Richard Forshaw

Posted on Feb 9, 2023 • Edited on Feb 22, 2023 • Originally published at developdeploydeliver.com

Turbocharge Your AWS CLI Skills with JSON Parsing

#aws #json #cloud #productivity

I am a self-professed want-to-be keyboard-wizard, and I was brought up on amazing text-manipulation tools like grep, sed and awk. Text-based data manipulation can still be very fast and powerful and might save you dozens of lines of code. This post shows how a little knowledge of JSON-parsing tools can go a long way.

Tools

The tools used in this article are as follows:

AWS CLI
JMES Path parser
JQ
Bash

This combination may mean that some examples below may not map exactly to your particular use-case or configuration, so please bear that in mind.

Basic JSON Formatting and Filtering

I looked at basic formatting and filtering in this post about essential AWS CLI skills. As a quick recap, you can use the --query command-line parameter to pass a string specifying a query expression on the JSON results, and sometimes these can get quite complex.

If you want a bit more power in your querying, it is worth looking at the JQ tool, which also lets you process JSON structures. The good thing about using JQ is that if can operate on files as well as STDIN, so you can save your JSON output into a file and run JQ over and over. This will definitely be faster when writing your queries and may also save you some AWS processing cost.

As a start, JQ is great for simply pretty-formatting JSON output from something like a lambda function, by just piping it into jq '.'. This isn't necessary with the AWS CLI because it already formats the JSON output.

AWS CLI examples

The simplest use of the CLI filter is to print a reduced amount of data so that it is more manageable. This uses JMES Path expressions to process the JSON data in the output.

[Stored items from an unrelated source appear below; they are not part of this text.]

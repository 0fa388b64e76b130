//! The loaded task object: the runtime counterpart of a `TaskConfig`.
//!
//! A concrete task type is registered with the [`crate::registry::TaskRegistry`]
//! (C10) and instantiated once per `loadTasks` call. The base `Task` type is
//! sufficient for the common case (a task is just its resolved config); a
//! subclass schema can carry additional typed fields by implementing
//! [`TaskObject`] directly and registering under a distinct type name.

use std::any::Any;
use std::sync::Arc;

use crate::context_store::TaskContextHandle;
use crate::logging::ScopedLogger;

/// Object-safe handle to a loaded task, passed to every callable slot and
/// to every step body as part of its job.
///
/// The logger and static context are injected once, at load time, and never
/// reassigned afterwards (see DESIGN.md, REDESIGN FLAGS).
pub trait TaskObject: Send + Sync {
    /// The task's unique name (I1).
    fn name(&self) -> &str;

    /// The registered type name this task was constructed as.
    fn type_name(&self) -> &str;

    /// This task's persistent static context.
    fn context(&self) -> &TaskContextHandle;

    /// This task's bound logger.
    fn logger(&self) -> &ScopedLogger;

    /// Downcast escape hatch for subclass-specific fields.
    fn as_any(&self) -> &dyn Any;
}

/// The base task type: no fields beyond the ones every task carries.
pub struct Task {
    name: String,
    type_name: String,
    context: TaskContextHandle,
    logger: ScopedLogger,
}

impl Task {
    pub fn new(
        name: impl Into<String>,
        type_name: impl Into<String>,
        context: TaskContextHandle,
        logger: ScopedLogger,
    ) -> Arc<Self> {
        Arc::new(Self {
            name: name.into(),
            type_name: type_name.into(),
            context,
            logger,
        })
    }
}

impl TaskObject for Task {
    fn name(&self) -> &str {
        &self.name
    }

    fn type_name(&self) -> &str {
        &self.type_name
    }

    fn context(&self) -> &TaskContextHandle {
        &self.context
    }

    fn logger(&self) -> &ScopedLogger {
        &self.logger
    }

    fn as_any(&self) -> &dyn Any {
        self
    }
}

Here are some basic examples. Note that the query expression is added using the --query argument. In this case we will use CloudFormation output:

aws cloudformation describe-stacks --query "<filter-goes-here>"

Use Case	Command
Show only stack ID, name and update time	`'Stacks[*].[StackId, StackName, LastUpdatedTime]'`
Show stack name/ID for stacks whose name contains 'foo'	`'Stacks[?StackId.contains(@, 'foo')].[StackId, StackName]'`
Show stack name/ID for stacks which have outputs exported and have been updated since Nov 2022	`"Stacks[?Outputs && LastUpdatedTime>'2022-11'].[StackId,StackName,LastUpdatedTime]"`

(Note the final example only works because the date format in LastUpdatedTime is able to be compared as a string - more on that later.)

JQ

If you want to do serious local-processing of AWS or any other JSON output, you need to get familiar with JQ, an awesome tool which lets you process JSON structures, not only filtering it like the AWS CLI, but also restructuring it.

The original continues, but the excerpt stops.